Would you restate, exactly as they appear, the lines from the one containing "let a = random_vector(&mut rng, left);" through the end of the data below?

##### DATA SUPPLIED #####

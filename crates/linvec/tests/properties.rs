//! Randomized checks of the algebraic identities vectors have to satisfy.

use approx::{assert_abs_diff_eq, assert_relative_eq};
use linvec::{Vector, VectorError, DEFAULT_TOLERANCE};

const ITERATIONS: usize = 500;

fn random_vector(rng: &mut fastrand::Rng, dimension: usize) -> Vector {
    Vector::from_fn(dimension, |_| rng.f64() * 200.0 - 100.0).unwrap()
}

#[test]
fn construction_preserves_coordinates() {
    let mut rng = fastrand::Rng::with_seed(0x5eed_0001);
    for _ in 0..ITERATIONS {
        let len = rng.usize(1..10);
        let coords = (0..len).map(|_| rng.f64() * 10.0 - 5.0).collect::<Vec<_>>();
        let v = Vector::new(coords.iter().copied()).unwrap();
        assert_eq!(v.dimension(), len);
        assert_eq!(v.coordinates(), &coords[..]);
        assert_eq!(v.into_vec(), coords);
    }
}

#[test]
fn add_and_sub_are_inverse() {
    let mut rng = fastrand::Rng::with_seed(0x5eed_0002);
    for _ in 0..ITERATIONS {
        let dim = rng.usize(1..8);
        let a = random_vector(&mut rng, dim);
        let b = random_vector(&mut rng, dim);
        let roundtrip = a.add(&b).unwrap().sub(&b).unwrap();
        assert_abs_diff_eq!(roundtrip, a, epsilon = 1e-12);

        let mut in_place = a.clone();
        in_place.add_in_place(&b).unwrap().sub_in_place(&b).unwrap();
        assert_abs_diff_eq!(in_place, a, epsilon = 1e-12);
    }
}

#[test]
fn dot_is_commutative() {
    let mut rng = fastrand::Rng::with_seed(0x5eed_0003);
    for _ in 0..ITERATIONS {
        let dim = rng.usize(1..8);
        let a = random_vector(&mut rng, dim);
        let b = random_vector(&mut rng, dim);
        assert_eq!(a.dot(&b).unwrap(), b.dot(&a).unwrap());
        assert_relative_eq!(a.dot(&a).unwrap(), a.magnitude_squared());
    }
}

#[test]
fn normalized_has_unit_magnitude() {
    let mut rng = fastrand::Rng::with_seed(0x5eed_0004);
    for _ in 0..ITERATIONS {
        let dim = rng.usize(1..8);
        let v = random_vector(&mut rng, dim);
        let n = v.normalized().unwrap();
        assert_abs_diff_eq!(n.magnitude(), 1.0, epsilon = 1e-12);
        assert!(n.is_parallel_to_within(&v, DEFAULT_TOLERANCE).unwrap());
        assert_abs_diff_eq!(n.angle_to(&v).unwrap(), 0.0, epsilon = 1e-6);
    }
}

#[test]
fn direction_survives_extreme_scales() {
    let mut rng = fastrand::Rng::with_seed(0x5eed_000a);
    for _ in 0..ITERATIONS {
        let dim = rng.usize(1..8);
        let v = random_vector(&mut rng, dim);
        let n = v.normalized().unwrap();
        for k in [1e250, -1e250, 1e-250] {
            let scaled = v.scale(k);
            assert_relative_eq!(scaled.magnitude(), v.magnitude() * k.abs(), max_relative = 1e-12);
            assert_abs_diff_eq!(scaled.normalized().unwrap(), n.scale(k.signum()), epsilon = 1e-12);
        }
    }
}

#[test]
fn cross_is_anticommutative_and_orthogonal() {
    let mut rng = fastrand::Rng::with_seed(0x5eed_0005);
    for _ in 0..ITERATIONS {
        let a = random_vector(&mut rng, 3);
        let b = random_vector(&mut rng, 3);
        let ab = a.cross(&b).unwrap();
        let ba = b.cross(&a).unwrap();
        assert_eq!(ab, ba.scale(-1.0));

        let scale = a.magnitude() * b.magnitude() * ab.magnitude();
        assert_abs_diff_eq!(ab.dot(&a).unwrap() / scale, 0.0, epsilon = 1e-12);
        assert_abs_diff_eq!(ab.dot(&b).unwrap() / scale, 0.0, epsilon = 1e-12);
    }
}

#[test]
fn cross_of_2d_vectors_matches_3d_embedding() {
    let mut rng = fastrand::Rng::with_seed(0x5eed_0006);
    for _ in 0..ITERATIONS {
        let a = random_vector(&mut rng, 2);
        let b = random_vector(&mut rng, 2);
        let a3 = Vector::new([a[0], a[1], 0.0]).unwrap();
        let b3 = Vector::new([b[0], b[1], 0.0]).unwrap();

        assert_eq!(a.cross(&b).unwrap(), a3.cross(&b3).unwrap());
        assert_eq!(a.cross(&b3).unwrap(), a3.cross(&b3).unwrap());
        assert_eq!(a3.cross(&b).unwrap(), a3.cross(&b3).unwrap());
    }
}

#[test]
fn projection_components_sum_to_vector() {
    let mut rng = fastrand::Rng::with_seed(0x5eed_0007);
    for _ in 0..ITERATIONS {
        let dim = rng.usize(2..8);
        let v = random_vector(&mut rng, dim);
        let basis = random_vector(&mut rng, dim);

        let parallel = v.component_parallel_to(&basis).unwrap();
        let orthogonal = v.component_orthogonal_to(&basis).unwrap();
        assert_abs_diff_eq!(parallel.add(&orthogonal).unwrap(), v, epsilon = 1e-9);
        assert!(parallel.is_parallel_to_within(&basis, 1e-9).unwrap());
        assert!(orthogonal.is_orthogonal_to_within(&basis, 1e-8).unwrap());
    }
}

#[test]
fn angle_is_symmetric_and_bounded() {
    let mut rng = fastrand::Rng::with_seed(0x5eed_0008);
    for _ in 0..ITERATIONS {
        let dim = rng.usize(1..8);
        let a = random_vector(&mut rng, dim);
        let b = random_vector(&mut rng, dim);
        let angle = a.angle_to(&b).unwrap();
        assert!((0.0..=std::f64::consts::PI).contains(&angle));
        assert_eq!(angle, b.angle_to(&a).unwrap());
        assert_relative_eq!(
            a.angle_to_degrees(&b).unwrap(),
            angle.to_degrees(),
            max_relative = 1e-12
        );
    }
}

#[test]
fn mismatched_dimensions_are_rejected() {
    let mut rng = fastrand::Rng::with_seed(0x5eed_0009);
    for _ in 0..ITERATIONS {
        let left = rng.usize(1..8);
        let right = loop {
            let d = rng.usize(1..8);
            if d != left {
                break d;
            }
        };
        let a = random_vector(&mut rng, left);
        let b = random_vector(&mut rng, right);
        let expected = VectorError::DimensionMismatch { left, right };

        assert_eq!(a.add(&b).unwrap_err(), expected);
        assert_eq!(a.sub(&b).unwrap_err(), expected);
        assert_eq!(a.dot(&b).unwrap_err(), expected);
        assert_eq!(a.angle_to(&b).unwrap_err(), expected);
        assert_eq!(a.is_orthogonal_to(&b).unwrap_err(), expected);
        assert_eq!(a.is_parallel_to(&b).unwrap_err(), expected);
        assert_eq!(a.component_parallel_to(&b).unwrap_err(), expected);
    }
}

#####

— FINAL ANSWER —
        let a = random_vector(&mut rng, left);
        let b = random_vector(&mut rng, right);
        let expected = VectorError::DimensionMismatch { left, right };

        assert_eq!(a.add(&b).unwrap_err(), expected);
        assert_eq!(a.sub(&b).unwrap_err(), expected);
        assert_eq!(a.dot(&b).unwrap_err(), expected);
        assert_eq!(a.angle_to(&b).unwrap_err(), expected);
        assert_eq!(a.is_orthogonal_to(&b).unwrap_err(), expected);
        assert_eq!(a.is_parallel_to(&b).unwrap_err(), expected);
        assert_eq!(a.component_parallel_to(&b).unwrap_err(), expected);
    }
}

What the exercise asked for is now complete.